What you are asked to do: If a line in the data holds the string "InvalidBencodeDict", list it.

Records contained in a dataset
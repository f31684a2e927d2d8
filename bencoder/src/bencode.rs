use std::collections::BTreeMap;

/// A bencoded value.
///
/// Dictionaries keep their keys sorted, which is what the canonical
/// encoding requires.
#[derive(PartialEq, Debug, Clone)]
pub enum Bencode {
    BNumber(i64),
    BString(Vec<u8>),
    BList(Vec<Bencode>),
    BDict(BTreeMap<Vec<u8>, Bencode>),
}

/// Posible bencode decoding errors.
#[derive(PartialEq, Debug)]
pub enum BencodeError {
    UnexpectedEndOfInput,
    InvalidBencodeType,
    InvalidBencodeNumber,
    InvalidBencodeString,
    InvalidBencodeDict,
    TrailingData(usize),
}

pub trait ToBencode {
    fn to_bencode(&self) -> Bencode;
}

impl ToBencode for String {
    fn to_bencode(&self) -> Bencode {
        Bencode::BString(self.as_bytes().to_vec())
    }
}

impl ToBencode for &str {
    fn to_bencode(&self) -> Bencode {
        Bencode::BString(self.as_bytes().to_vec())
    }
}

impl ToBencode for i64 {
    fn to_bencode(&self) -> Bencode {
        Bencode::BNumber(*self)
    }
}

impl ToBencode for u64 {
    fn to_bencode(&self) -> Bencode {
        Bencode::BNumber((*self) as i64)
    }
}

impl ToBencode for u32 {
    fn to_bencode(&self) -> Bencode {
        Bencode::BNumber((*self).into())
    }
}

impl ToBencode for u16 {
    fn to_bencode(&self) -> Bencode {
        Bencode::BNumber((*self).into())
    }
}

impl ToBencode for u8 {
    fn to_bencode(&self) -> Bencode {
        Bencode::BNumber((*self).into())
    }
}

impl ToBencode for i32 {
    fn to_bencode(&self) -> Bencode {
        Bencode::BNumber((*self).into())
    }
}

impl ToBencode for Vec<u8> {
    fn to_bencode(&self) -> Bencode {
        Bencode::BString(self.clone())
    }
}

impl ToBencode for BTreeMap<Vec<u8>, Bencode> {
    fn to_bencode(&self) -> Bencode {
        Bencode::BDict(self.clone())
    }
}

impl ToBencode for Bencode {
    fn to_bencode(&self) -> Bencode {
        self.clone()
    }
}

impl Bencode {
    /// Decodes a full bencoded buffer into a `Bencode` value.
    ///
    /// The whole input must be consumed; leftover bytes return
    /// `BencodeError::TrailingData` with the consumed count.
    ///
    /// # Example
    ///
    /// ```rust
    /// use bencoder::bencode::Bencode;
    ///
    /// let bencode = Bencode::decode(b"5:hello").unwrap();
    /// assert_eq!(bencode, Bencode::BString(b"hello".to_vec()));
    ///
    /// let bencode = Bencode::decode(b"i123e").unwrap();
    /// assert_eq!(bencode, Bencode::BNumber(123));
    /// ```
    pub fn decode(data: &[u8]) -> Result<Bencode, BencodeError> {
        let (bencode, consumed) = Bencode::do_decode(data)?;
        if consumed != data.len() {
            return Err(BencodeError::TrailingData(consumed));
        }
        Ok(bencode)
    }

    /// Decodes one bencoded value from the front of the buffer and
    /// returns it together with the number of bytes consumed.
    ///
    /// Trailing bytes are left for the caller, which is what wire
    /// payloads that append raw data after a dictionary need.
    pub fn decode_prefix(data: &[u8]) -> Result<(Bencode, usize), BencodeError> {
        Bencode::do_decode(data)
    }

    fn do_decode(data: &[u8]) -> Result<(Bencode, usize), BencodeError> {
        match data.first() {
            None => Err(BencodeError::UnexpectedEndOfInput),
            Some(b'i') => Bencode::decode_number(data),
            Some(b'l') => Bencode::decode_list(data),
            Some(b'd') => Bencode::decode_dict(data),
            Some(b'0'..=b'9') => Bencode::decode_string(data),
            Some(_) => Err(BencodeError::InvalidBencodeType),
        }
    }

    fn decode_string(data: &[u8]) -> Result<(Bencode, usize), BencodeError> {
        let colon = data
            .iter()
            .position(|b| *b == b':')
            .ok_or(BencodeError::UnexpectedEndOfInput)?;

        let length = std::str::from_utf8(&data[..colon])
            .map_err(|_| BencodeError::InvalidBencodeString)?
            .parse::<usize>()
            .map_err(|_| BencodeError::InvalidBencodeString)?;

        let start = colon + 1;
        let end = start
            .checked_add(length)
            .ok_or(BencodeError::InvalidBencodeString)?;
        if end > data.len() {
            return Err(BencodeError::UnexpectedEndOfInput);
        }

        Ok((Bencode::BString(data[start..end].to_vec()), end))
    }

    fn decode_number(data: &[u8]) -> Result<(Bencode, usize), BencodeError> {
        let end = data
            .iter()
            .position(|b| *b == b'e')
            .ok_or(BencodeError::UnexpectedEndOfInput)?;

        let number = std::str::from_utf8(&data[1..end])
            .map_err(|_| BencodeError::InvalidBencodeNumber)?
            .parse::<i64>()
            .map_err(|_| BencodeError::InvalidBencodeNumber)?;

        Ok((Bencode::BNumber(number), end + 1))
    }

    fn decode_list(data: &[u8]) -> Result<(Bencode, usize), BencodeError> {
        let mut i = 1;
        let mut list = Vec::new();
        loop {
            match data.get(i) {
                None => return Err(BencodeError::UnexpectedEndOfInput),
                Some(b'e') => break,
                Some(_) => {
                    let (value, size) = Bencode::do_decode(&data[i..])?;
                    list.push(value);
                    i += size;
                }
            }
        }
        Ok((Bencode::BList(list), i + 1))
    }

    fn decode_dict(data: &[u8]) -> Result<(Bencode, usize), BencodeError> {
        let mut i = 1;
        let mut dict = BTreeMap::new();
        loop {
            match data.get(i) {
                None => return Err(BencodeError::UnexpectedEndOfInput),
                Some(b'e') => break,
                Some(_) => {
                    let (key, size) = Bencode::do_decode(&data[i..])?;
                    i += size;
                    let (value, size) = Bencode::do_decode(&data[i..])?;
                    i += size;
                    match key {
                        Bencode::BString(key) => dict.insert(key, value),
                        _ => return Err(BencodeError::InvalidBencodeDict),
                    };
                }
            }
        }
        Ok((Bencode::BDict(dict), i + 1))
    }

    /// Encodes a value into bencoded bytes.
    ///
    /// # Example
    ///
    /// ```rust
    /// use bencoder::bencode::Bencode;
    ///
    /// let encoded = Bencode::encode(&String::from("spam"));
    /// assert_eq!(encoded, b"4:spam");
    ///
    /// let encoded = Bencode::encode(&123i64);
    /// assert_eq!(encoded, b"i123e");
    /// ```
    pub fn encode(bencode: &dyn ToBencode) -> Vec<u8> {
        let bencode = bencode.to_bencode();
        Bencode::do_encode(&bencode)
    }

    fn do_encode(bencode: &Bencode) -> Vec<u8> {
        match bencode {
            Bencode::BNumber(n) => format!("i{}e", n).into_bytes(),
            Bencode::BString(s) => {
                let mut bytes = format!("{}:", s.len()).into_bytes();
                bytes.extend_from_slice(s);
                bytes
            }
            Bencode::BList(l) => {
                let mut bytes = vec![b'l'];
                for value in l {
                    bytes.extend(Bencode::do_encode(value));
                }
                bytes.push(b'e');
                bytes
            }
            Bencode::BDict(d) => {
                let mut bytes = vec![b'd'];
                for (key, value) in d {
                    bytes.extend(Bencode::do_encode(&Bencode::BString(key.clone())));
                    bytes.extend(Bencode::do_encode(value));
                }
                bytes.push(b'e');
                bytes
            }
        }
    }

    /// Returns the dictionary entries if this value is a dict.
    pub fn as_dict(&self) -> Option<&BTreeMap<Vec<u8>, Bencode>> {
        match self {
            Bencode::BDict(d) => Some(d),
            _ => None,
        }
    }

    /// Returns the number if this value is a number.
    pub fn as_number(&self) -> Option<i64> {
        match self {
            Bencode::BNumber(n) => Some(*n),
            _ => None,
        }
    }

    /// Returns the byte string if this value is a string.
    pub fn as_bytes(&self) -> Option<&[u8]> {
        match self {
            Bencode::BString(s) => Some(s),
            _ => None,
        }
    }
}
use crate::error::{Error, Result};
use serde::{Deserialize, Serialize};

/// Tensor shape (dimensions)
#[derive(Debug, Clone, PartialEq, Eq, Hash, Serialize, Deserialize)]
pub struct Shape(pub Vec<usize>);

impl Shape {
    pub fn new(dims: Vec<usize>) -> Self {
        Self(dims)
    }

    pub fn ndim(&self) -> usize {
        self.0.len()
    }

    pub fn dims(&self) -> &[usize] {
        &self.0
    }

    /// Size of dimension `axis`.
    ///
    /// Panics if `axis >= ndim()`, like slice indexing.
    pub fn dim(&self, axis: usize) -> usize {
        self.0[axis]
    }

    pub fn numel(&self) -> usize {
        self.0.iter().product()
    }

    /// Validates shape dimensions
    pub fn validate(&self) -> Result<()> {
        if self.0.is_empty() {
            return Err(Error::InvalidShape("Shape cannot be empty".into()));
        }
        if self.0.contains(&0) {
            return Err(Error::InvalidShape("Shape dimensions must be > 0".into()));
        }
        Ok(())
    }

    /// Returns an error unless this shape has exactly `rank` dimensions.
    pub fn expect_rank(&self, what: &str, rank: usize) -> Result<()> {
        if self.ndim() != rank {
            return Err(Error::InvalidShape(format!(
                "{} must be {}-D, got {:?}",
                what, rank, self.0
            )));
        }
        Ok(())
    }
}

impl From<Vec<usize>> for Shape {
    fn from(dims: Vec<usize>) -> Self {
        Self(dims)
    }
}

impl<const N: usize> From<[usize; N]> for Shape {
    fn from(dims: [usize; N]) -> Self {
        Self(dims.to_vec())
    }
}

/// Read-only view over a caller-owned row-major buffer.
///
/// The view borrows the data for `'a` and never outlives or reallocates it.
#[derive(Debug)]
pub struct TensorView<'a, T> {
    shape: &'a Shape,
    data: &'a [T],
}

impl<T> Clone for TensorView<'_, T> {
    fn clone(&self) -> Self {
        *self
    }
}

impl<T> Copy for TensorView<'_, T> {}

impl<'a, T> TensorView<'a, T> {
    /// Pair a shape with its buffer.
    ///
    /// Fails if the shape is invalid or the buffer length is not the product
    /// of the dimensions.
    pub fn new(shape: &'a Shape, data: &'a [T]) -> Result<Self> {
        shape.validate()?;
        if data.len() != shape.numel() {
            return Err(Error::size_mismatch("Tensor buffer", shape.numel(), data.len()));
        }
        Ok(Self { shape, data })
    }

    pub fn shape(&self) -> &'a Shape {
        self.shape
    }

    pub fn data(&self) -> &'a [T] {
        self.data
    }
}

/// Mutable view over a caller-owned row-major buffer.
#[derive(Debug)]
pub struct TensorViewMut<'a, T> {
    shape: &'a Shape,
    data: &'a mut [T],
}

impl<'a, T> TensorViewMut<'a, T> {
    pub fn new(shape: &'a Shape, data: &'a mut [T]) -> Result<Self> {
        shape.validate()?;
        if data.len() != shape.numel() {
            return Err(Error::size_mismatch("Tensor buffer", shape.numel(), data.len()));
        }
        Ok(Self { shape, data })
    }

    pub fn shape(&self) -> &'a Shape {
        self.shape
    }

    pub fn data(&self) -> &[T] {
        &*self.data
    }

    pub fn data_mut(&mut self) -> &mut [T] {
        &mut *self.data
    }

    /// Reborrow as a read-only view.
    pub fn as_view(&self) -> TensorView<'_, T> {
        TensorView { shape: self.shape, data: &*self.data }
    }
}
...
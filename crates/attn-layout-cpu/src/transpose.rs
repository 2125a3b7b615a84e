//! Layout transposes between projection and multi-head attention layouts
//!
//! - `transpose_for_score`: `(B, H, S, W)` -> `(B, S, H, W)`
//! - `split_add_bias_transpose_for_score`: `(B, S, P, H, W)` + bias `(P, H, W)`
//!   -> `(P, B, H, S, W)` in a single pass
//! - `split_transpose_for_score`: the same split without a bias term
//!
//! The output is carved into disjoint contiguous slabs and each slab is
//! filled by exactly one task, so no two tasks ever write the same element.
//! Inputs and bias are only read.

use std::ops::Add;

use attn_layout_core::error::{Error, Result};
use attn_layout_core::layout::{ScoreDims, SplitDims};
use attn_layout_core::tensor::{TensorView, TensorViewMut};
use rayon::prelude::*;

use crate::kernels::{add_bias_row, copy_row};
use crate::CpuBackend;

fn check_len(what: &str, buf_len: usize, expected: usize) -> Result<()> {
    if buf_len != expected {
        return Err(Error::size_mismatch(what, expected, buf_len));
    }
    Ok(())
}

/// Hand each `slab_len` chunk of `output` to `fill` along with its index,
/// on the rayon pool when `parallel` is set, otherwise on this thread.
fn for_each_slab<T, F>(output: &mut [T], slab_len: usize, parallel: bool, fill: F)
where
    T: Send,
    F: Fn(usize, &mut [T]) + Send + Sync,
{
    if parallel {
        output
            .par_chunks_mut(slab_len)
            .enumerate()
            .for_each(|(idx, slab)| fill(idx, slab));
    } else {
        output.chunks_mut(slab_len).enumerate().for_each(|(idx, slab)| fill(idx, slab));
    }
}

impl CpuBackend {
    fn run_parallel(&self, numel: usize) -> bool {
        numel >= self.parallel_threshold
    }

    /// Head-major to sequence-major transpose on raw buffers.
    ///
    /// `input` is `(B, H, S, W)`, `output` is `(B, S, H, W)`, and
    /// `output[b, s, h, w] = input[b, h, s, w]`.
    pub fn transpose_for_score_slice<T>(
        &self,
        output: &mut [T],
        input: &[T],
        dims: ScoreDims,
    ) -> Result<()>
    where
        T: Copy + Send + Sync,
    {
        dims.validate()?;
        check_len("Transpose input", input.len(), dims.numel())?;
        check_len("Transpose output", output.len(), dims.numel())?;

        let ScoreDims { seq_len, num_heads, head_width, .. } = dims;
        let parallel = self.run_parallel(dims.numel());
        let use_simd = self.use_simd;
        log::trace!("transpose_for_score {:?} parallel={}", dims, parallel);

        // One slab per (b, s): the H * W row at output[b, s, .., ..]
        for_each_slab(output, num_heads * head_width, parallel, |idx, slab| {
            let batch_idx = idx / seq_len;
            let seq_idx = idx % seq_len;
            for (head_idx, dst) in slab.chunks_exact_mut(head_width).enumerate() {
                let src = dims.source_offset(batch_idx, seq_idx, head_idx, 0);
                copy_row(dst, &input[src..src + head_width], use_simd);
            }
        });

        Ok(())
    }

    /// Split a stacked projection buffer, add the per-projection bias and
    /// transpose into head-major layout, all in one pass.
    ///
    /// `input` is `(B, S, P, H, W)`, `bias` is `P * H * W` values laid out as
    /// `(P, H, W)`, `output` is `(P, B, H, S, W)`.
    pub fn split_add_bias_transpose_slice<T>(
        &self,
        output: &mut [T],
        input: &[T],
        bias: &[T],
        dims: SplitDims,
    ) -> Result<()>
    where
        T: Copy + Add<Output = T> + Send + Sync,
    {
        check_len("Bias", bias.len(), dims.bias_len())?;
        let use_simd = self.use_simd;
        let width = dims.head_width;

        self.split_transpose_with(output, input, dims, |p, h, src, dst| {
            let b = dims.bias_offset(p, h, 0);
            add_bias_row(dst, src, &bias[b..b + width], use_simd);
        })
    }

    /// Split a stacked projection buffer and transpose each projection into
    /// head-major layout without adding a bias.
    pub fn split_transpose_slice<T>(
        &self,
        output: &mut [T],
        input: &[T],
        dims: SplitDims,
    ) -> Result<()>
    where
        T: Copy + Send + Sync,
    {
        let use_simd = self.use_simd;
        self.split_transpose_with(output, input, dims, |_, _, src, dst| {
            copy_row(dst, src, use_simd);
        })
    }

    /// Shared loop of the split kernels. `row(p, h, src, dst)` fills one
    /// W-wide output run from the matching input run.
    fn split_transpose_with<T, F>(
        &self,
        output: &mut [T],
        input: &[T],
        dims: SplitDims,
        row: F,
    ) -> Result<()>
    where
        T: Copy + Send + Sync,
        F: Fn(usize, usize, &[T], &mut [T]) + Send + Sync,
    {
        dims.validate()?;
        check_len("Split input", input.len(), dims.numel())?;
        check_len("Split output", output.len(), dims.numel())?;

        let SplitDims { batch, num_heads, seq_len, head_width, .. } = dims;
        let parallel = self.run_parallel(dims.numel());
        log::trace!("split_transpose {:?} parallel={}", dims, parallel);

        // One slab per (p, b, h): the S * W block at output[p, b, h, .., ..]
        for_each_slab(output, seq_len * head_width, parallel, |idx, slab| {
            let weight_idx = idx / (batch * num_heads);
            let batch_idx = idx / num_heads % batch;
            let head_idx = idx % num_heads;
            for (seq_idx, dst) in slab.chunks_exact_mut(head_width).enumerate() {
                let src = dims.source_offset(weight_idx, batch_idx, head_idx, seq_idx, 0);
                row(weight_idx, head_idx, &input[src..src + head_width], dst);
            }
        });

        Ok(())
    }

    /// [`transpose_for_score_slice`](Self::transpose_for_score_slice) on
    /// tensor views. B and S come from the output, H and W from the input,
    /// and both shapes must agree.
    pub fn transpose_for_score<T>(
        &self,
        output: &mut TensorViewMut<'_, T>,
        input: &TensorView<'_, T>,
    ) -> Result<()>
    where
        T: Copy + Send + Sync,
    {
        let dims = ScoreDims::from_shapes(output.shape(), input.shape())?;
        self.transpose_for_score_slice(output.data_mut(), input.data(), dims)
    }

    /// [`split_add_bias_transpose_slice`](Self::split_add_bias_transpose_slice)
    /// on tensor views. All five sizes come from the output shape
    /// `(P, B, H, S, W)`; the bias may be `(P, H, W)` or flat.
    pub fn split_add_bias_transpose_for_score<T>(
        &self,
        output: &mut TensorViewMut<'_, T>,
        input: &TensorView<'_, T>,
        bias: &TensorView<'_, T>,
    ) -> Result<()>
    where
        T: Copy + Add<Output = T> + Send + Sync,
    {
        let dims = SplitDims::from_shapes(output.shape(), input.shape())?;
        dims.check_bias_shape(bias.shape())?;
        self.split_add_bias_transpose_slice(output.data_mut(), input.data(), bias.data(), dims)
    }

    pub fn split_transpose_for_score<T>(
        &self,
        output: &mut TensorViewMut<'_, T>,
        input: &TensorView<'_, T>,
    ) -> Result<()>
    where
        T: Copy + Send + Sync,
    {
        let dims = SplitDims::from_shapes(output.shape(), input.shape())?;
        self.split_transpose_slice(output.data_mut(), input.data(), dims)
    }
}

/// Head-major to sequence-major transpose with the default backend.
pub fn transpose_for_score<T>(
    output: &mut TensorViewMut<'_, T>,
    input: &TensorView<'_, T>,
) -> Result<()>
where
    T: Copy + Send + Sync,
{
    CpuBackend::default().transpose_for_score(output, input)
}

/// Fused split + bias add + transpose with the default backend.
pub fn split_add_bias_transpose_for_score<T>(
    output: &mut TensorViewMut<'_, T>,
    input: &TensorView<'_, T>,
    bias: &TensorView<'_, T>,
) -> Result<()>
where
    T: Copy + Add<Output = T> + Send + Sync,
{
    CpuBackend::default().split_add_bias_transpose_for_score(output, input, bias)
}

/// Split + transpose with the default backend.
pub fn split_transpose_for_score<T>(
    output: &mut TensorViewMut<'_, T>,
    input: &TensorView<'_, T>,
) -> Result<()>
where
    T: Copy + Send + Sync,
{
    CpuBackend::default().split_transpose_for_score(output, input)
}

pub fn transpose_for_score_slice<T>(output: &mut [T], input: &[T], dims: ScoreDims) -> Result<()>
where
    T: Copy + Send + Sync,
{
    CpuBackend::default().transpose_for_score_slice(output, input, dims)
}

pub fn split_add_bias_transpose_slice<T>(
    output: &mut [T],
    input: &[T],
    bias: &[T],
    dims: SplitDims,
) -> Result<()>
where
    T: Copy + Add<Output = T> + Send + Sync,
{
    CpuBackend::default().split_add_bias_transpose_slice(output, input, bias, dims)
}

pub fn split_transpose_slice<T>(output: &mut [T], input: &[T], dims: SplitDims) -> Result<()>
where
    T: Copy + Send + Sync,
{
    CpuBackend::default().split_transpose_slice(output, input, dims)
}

Completed exercise:
    InvalidBencodeDict,
                        _ => return Err(BencodeError::InvalidBencodeDict),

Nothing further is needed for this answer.